(Collected data)

---*---

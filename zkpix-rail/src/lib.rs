//! zkpix-rail
//!
//! Adapter for the Pix instant-payment rail: OAuth2 credential caching,
//! payment submission, status observation and bounded settlement polling.

pub mod client;
pub mod config;
pub mod error;
pub mod poller;
pub mod rail;
pub mod status;
pub mod token;

pub use client::PixClient;
pub use config::{ClientIdentity, RailConfig};
pub use error::RailError;
pub use poller::{Backoff, PollPolicy, PollState, SettlementPoller};
pub use rail::{PaymentQuery, PaymentRail, PaymentReceipt};
pub use status::StatusPolicy;
pub use token::{AccessToken, CredentialCache, OAuthTokenSource, TokenSource};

---*---

### Prompt
All of the records above should be transcribed exactly.

### Written solution
filename zkpix-rail/src/lib.rs
//! zkpix-rail
//!
//! Adapter for the Pix instant-payment rail: OAuth2 credential caching,
//! payment submission, status observation and bounded settlement polling.

pub mod client;
pub mod config;
pub mod error;
pub mod poller;
pub mod rail;
pub mod status;
pub mod token;

pub use client::PixClient;
pub use config::{ClientIdentity, RailConfig};
pub use error::RailError;
pub use poller::{Backoff, PollPolicy, PollState, SettlementPoller};
pub use rail::{PaymentQuery, PaymentRail, PaymentReceipt};
pub use status::StatusPolicy;
pub use token::{AccessToken, CredentialCache, OAuthTokenSource, TokenSource};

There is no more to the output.